Warren County Circuit Judge Dennis L. Hupp also ordered the defendant, Kailib I. Ford, 22, of 128 E. 19th St., to pay nearly $10,000 restitution to several medical providers who treated the victim for his injuries.

Hupp also ordered Ford to participate in an anger management program and suspended four of the five-year prison sentence. The 10 months Ford has already served in jail will count toward the one year of the sentence that was not suspended.

Hupp also sentenced Ford to four years supervised probation and ordered him to stay away from the victim, David Glynn Hoyle Jr.

Court records state that Ford punched Hoyle in the face after they left the Royal Oak Tavern around closing time April 10. They and another man, Richard Feaster III, walked into the Bluemont Inn on Shenandoah Avenue where a confrontation began. Court records describe Feaster as a co-defendant in the case who was sentenced to 30 years in prison with 20 years suspended after he pleaded guilty to robbery.

Ford punched Hoyle in the face, dropping him to the ground, according to court testimony and records. He and Feaster then walked away. Ford told Crystal Cline, a Front Royal police detective, that Feaster took Hoyle's wallet out of the victim's pocket. Ford and Feaster then left him snoring on the ground and headed for the Shenandoah Motel.

A summary of the case compiled by Cline said Hoyle was operated on several days later.

Doctors inserted a metal plate into his face to repair an eye socket that was crushed to the nerves by Ford's punch.

After hearing several witnesses that included a former high school teacher and a minister testify on Ford's behalf, Hupp said he was puzzled about how someone who left such a favorable impression on them could also produce a criminal record that included four previous convictions for misdemeanor assault plus one suspension from school as a juvenile for fighting.

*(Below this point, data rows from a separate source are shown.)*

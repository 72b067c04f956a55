//! Parry sound cues played through kira.

use bevy::prelude::*;
use bevy_kira_audio::prelude::{Audio, AudioControl};
use bevy_kira_audio::AudioSource;

use super::components::ParrySfx;
use crate::core::GameplaySet;

/// Clips for each [`ParrySfx`] cue.
#[derive(Resource)]
pub struct ParrySounds {
    pub lock: Handle<AudioSource>,
    pub dash: Handle<AudioSource>,
    pub hazard_parried: Handle<AudioSource>,
}

impl ParrySounds {
    fn clip(&self, cue: ParrySfx) -> &Handle<AudioSource> {
        match cue {
            ParrySfx::Lock => &self.lock,
            ParrySfx::Dash => &self.dash,
            ParrySfx::HazardParried => &self.hazard_parried,
        }
    }
}

/// Plays parry cues. Needs `bevy_kira_audio::AudioPlugin` and an asset server.
pub struct FeedbackAudioPlugin;

impl Plugin for FeedbackAudioPlugin {
    fn build(&self, app: &mut App) {
        app.add_systems(Startup, load_parry_sounds).add_systems(
            Update,
            play_parry_sfx
                .after(GameplaySet::Feedback)
                .run_if(resource_exists::<ParrySounds>),
        );
    }
}

fn load_parry_sounds(mut commands: Commands, asset_server: Res<AssetServer>) {
    commands.insert_resource(ParrySounds {
        lock: asset_server.load("audio/parry_lock.ogg"),
        dash: asset_server.load("audio/parry_dash.ogg"),
        hazard_parried: asset_server.load("audio/hazard_parried.ogg"),
    });
    info!("Parry sound cues queued for loading");
}

fn play_parry_sfx(audio: Res<Audio>, sounds: Res<ParrySounds>, mut cues: EventReader<ParrySfx>) {
    for cue in cues.read() {
        audio.play(sounds.clip(*cue).clone());
    }
}
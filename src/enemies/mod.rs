//! Enemies module - ground enemies that chase the player and can be parried.

mod ai;
mod components;
mod plugin;

pub use ai::spawn_enemy;
pub use components::*;
pub use plugin::EnemyPlugin;
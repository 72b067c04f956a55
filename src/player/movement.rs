//! Side-view player movement.

use bevy::prelude::*;
use bevy_rapier2d::prelude::*;

use super::components::*;
use crate::combat::{Health, MeleeAttack};
use crate::core::{layers, GameplaySet};
use crate::feedback::ParryOutline;
use crate::parry::{ParryActor, ParryIntent};

/// Set up movement systems.
pub fn setup_movement_systems(app: &mut App) {
    app.init_resource::<PlayerConfig>().add_systems(
        Update,
        player_movement
            .in_set(GameplaySet::Input)
            .run_if(resource_exists::<ButtonInput<KeyCode>>),
    );
}

/// Handle A/D running and jumping.
///
/// Uses Rapier's KinematicCharacterController for collision detection.
/// Movement is suspended while the parry actor is aiming.
pub fn player_movement(
    keyboard: Res<ButtonInput<KeyCode>>,
    time: Res<Time>,
    config: Res<PlayerConfig>,
    rapier_context: Query<&RapierContext>,
    mut player_query: Query<
        (
            Entity,
            &Transform,
            &ParryActor,
            &mut Facing,
            &mut MovementState,
            &mut KinematicCharacterController,
        ),
        With<Player>,
    >,
) {
    let Ok((player_entity, transform, parry, mut facing, mut movement_state, mut controller)) =
        player_query.get_single_mut()
    else {
        return;
    };

    if parry.is_aiming() {
        movement_state.vertical_velocity = 0.0;
        controller.translation = None;
        return;
    }

    // Ground check using raycast just below the body
    let is_grounded = if let Ok(context) = rapier_context.get_single() {
        let ray_origin = transform.translation.truncate() - Vec2::Y * (config.half_extents.y - 0.05);
        context
            .cast_ray(
                ray_origin,
                Vec2::NEG_Y,
                0.15,
                true,
                QueryFilter::only_fixed().exclude_collider(player_entity),
            )
            .is_some()
    } else {
        // Fallback: assume grounded if no physics context
        true
    };
    movement_state.is_grounded = is_grounded;

    if is_grounded {
        if movement_state.vertical_velocity < 0.0 {
            movement_state.vertical_velocity = 0.0;
        }
        if keyboard.just_pressed(KeyCode::Space) || keyboard.just_pressed(KeyCode::KeyW) {
            movement_state.vertical_velocity = config.jump_force;
        }
    } else {
        movement_state.vertical_velocity -= config.gravity * time.delta_secs();
    }

    let mut direction = 0.0;
    if keyboard.pressed(KeyCode::KeyA) {
        direction -= 1.0;
    }
    if keyboard.pressed(KeyCode::KeyD) {
        direction += 1.0;
    }
    if direction != 0.0 {
        facing.0 = Vec2::new(direction, 0.0);
    }

    let horizontal = direction * config.move_speed * time.delta_secs();
    let vertical = movement_state.vertical_velocity * time.delta_secs();
    controller.translation = Some(Vec2::new(horizontal, vertical));
}

/// Spawn the player: body, health and parry actor.
pub fn spawn_player(commands: &mut Commands, position: Vec2, config: &PlayerConfig) -> Entity {
    commands
        .spawn((
            Name::new("Player"),
            Player,
            Facing::default(),
            MovementState::default(),
            Health::new(config.max_health).with_post_hit_invincibility(config.hit_invincibility),
            ParryActor::new(config.half_extents),
            ParryIntent::default(),
            ParryOutline::default(),
            MeleeAttack::default(),
            Sprite::from_color(Color::srgb(0.85, 0.85, 0.95), config.half_extents * 2.0),
            Transform::from_translation(position.extend(2.0)),
        ))
        .insert((
            RigidBody::KinematicPositionBased,
            Collider::cuboid(config.half_extents.x, config.half_extents.y),
            KinematicCharacterController {
                offset: CharacterLength::Absolute(0.01),
                snap_to_ground: Some(CharacterLength::Absolute(0.2)),
                ..default()
            },
            layers::player_groups(),
            ActiveEvents::COLLISION_EVENTS,
        ))
        .id()
}
//! Error types for tuning data loading.

use thiserror::Error;

/// Errors that can occur when loading a RON tuning file.
#[derive(Debug, Error)]
pub enum ConfigError {
    /// File could not be found.
    #[error("File not found: {0}")]
    FileNotFound(String),

    /// File could not be read.
    #[error("Failed to read file '{path}': {details}")]
    ReadError { path: String, details: String },

    /// RON parsing failed.
    #[error("Parse error in '{path}': {details}")]
    ParseError { path: String, details: String },

    /// A value parsed but is outside what the game can run with.
    #[error("Invalid value for '{field}': {details}")]
    Invalid { field: &'static str, details: String },
}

Hupp said Ford's case reminded him of Dr. Jekyll and Mr. Hyde, a reference to a 19th century novel about a man with a personality divided between good and evil.

A victim impact statement filed by Hoyle with the state Crime Victim Compensation Board lists lingering injuries from the punch he took. They include severe memory loss, depression and permanent nerve damage to the face.

"I have severe nerve damage," he wrote. "I am always looking over my shoulder because I was attacked from behind. I can't remember being attacked. When I came to, I was in the hospital."

Hupp ordered Ford to pay restitution of $3,572 to Warren Memorial Hospital, $4,488 to Winchester Oral Surgery and $1,275 to Winchester Anesthesiologists for a total of $9,335.

Referring to conflicting statements from Hoyle, Ford and Feaster about events before and after the punch was thrown, Hupp said the only certainty was that Ford had knocked Hoyle down with the blow.

"The evidence is pretty clear," Hupp said. "Mr. Ford struck Mr. Hoyle and that is the only concrete evidence we have of the cause of Mr. Hoyle's injury."